WASHINGTON—The Treasury Department took new steps Monday to limit corporate tax-avoidance transactions, targeting what it calls "serial inverters" and internal corporate borrowing that shifts profits out of the U.S.

The rules represent the government's third wave of administrative action against the transactions known as corporate inversions, in which U.S. companies take foreign addresses, often through mergers with smaller firms outside the country. The largest such deal, Pfizer Inc.'s merger with Allergan PLC, was announced last year and is scheduled to close in 2016.

The Pfizer deal could be endangered by the proposed rules since Allergan itself is a product of several inversions over the past few years.

"After an inversion, many of these companies continue to take advantage of the benefits of being based in the United States—including our rule of law, skilled workforce, infrastructure, and research, and development capabilities—all while shifting a greater tax burden to other businesses and American families," said Treasury Secretary Jack Lew.

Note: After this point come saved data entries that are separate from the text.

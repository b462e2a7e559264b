//! `propledger-core`: domain foundation building blocks.
//!
//! This crate contains **pure domain** primitives (no infrastructure concerns):
//! typed identifiers, the domain error model, the `Money` value type and the
//! soft-delete lifecycle every persisted record goes through.

pub mod entity;
pub mod error;
pub mod id;
pub mod lifecycle;
pub mod money;

pub use entity::{Entity, EntityKind, Reference};
pub use error::{DomainError, DomainResult};
pub use id::{
    AuditEntryId, BrokerDueId, BrokerId, ContractId, CustomerId, InstallmentId, PartnerDebtId,
    PartnerGroupId, PartnerId, SafeId, TenantId, TransferId, UnitId, UnitPartnerId, UserId,
    VoucherId,
};
pub use lifecycle::Lifecycle;
pub use money::Money;
use std::collections::{BTreeMap, HashMap};
use std::sync::{Arc, RwLock};

use async_trait::async_trait;
use chrono::{DateTime, Utc};
use serde_json::Value as JsonValue;
use tokio::sync::{Mutex, OwnedMutexGuard};
use uuid::Uuid;

use propledger_core::{EntityKind, TenantId};
use propledger_ledger::{AppSettings, AuditEntry, AuditFilter};

use super::{LedgerStore, StoreError, StoredRow, UnitOfWork};

/// Everything one tenant owns.
#[derive(Debug, Clone, Default)]
struct TenantTables {
    rows: HashMap<EntityKind, BTreeMap<Uuid, StoredRow>>,
    audit: Vec<AuditEntry>,
    settings: Option<AppSettings>,
}

/// In-memory ledger store.
///
/// Intended for tests/dev. Units for the same tenant are serialized by a
/// per-tenant async mutex; each unit works on a private copy of the tenant's
/// tables that replaces the shared state only on commit.
#[derive(Debug, Clone, Default)]
pub struct InMemoryLedgerStore {
    tenants: Arc<RwLock<HashMap<TenantId, Arc<Mutex<TenantTables>>>>>,
}

impl InMemoryLedgerStore {
    pub fn new() -> Self {
        Self::default()
    }

    fn tenant(&self, tenant_id: TenantId) -> Result<Arc<Mutex<TenantTables>>, StoreError> {
        let poisoned = || StoreError::Backend {
            operation: "begin",
            message: "lock poisoned".to_string(),
        };

        if let Some(existing) = self.tenants.read().map_err(|_| poisoned())?.get(&tenant_id) {
            return Ok(existing.clone());
        }
        let mut tenants = self.tenants.write().map_err(|_| poisoned())?;
        Ok(tenants.entry(tenant_id).or_default().clone())
    }
}

#[async_trait]
impl LedgerStore for InMemoryLedgerStore {
    type Tx = InMemoryUnit;

    async fn begin(&self, tenant_id: TenantId) -> Result<InMemoryUnit, StoreError> {
        let guard = self.tenant(tenant_id)?.lock_owned().await;
        let working = guard.clone();
        Ok(InMemoryUnit {
            tenant_id,
            guard,
            working,
        })
    }
}

/// An open in-memory unit. Dropping it without `commit` discards its writes.
pub struct InMemoryUnit {
    tenant_id: TenantId,
    guard: OwnedMutexGuard<TenantTables>,
    working: TenantTables,
}

impl InMemoryUnit {
    fn table(&mut self, kind: EntityKind) -> &mut BTreeMap<Uuid, StoredRow> {
        self.working.rows.entry(kind).or_default()
    }
}

#[async_trait]
impl UnitOfWork for InMemoryUnit {
    fn tenant_id(&self) -> TenantId {
        self.tenant_id
    }

    async fn fetch(&mut self, kind: EntityKind, id: Uuid) -> Result<Option<StoredRow>, StoreError> {
        Ok(self.table(kind).get(&id).cloned())
    }

    async fn fetch_all(&mut self, kind: EntityKind, include_deleted: bool) -> Result<Vec<StoredRow>, StoreError> {
        Ok(self
            .table(kind)
            .values()
            .filter(|row| include_deleted || row.is_active())
            .cloned()
            .collect())
    }

    async fn insert_row(&mut self, kind: EntityKind, id: Uuid, data: JsonValue) -> Result<(), StoreError> {
        let table = self.table(kind);
        if table.contains_key(&id) {
            return Err(StoreError::Duplicate { kind, id });
        }
        table.insert(
            id,
            StoredRow {
                id,
                data,
                deleted_at: None,
            },
        );
        Ok(())
    }

    async fn write_row(
        &mut self,
        kind: EntityKind,
        id: Uuid,
        data: JsonValue,
        deleted_at: Option<DateTime<Utc>>,
    ) -> Result<(), StoreError> {
        self.table(kind).insert(id, StoredRow { id, data, deleted_at });
        Ok(())
    }

    async fn append_audit(&mut self, entry: &AuditEntry) -> Result<(), StoreError> {
        self.working.audit.push(entry.clone());
        Ok(())
    }

    async fn audit_entries(&mut self, filter: &AuditFilter) -> Result<Vec<AuditEntry>, StoreError> {
        Ok(filter.select(&self.working.audit))
    }

    async fn load_settings(&mut self) -> Result<Option<AppSettings>, StoreError> {
        Ok(self.working.settings.clone())
    }

    async fn store_settings(&mut self, settings: &AppSettings) -> Result<(), StoreError> {
        self.working.settings = Some(settings.clone());
        Ok(())
    }

    async fn commit(mut self) -> Result<(), StoreError> {
        *self.guard = std::mem::take(&mut self.working);
        Ok(())
    }

    async fn rollback(self) -> Result<(), StoreError> {
        Ok(())
    }
}
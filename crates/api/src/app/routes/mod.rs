use axum::{routing::get, Router};

use propledger_ledger::{Broker, Customer, Partner, PartnerDebt, PartnerGroup, UnitPartner};

pub mod admin;
pub mod common;
pub mod contracts;
pub mod payments;
pub mod reports;
pub mod safes;
pub mod system;
pub mod transfers;
pub mod units;
pub mod vouchers;

/// Router for all authenticated (tenant-scoped) endpoints.
pub fn router() -> Router {
    Router::new()
        .route("/whoami", get(system::whoami))
        .nest("/safes", safes::router())
        .nest("/vouchers", vouchers::router())
        .nest("/transfers", transfers::router())
        .nest("/contracts", contracts::router())
        .nest("/units", units::router())
        .nest("/installments", payments::installments_router())
        .nest("/broker-dues", payments::broker_dues_router())
        .nest("/customers", common::record_routes::<Customer>())
        .nest("/partner-groups", common::record_routes::<PartnerGroup>())
        .nest("/partners", common::record_routes::<Partner>())
        .nest("/unit-partners", common::record_routes::<UnitPartner>())
        .nest("/brokers", common::record_routes::<Broker>())
        .nest("/partner-debts", common::record_routes::<PartnerDebt>())
        .merge(reports::router())
        .merge(admin::router())
}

As he did upon releasing anti-inversion rules in September 2014 and November 2015, Mr. Lew again called for Congress to pass short-term anti-inversion legislation and a broader revamp of the U.S. business tax system.

The rules announced Monday would make it harder for individual foreign companies to pick off multiple U.S. targets in a short period of time. The new rules would prevent purchases of American companies within the previous three years from counting as the foreign company's assets when determining whether U.S. anti-inversion rules apply to a new transaction.

They also go after earnings stripping, the maneuvers that inverted companies can use to push profits outside the U.S. Inverted companies can lend money to their U.S. subsidiaries. Those moves, unavailable to companies based in the U.S., create deductible interest in the U.S., reduce the income subject to the 35% U.S. corporate tax rate and move income to a lower-taxed jurisdiction.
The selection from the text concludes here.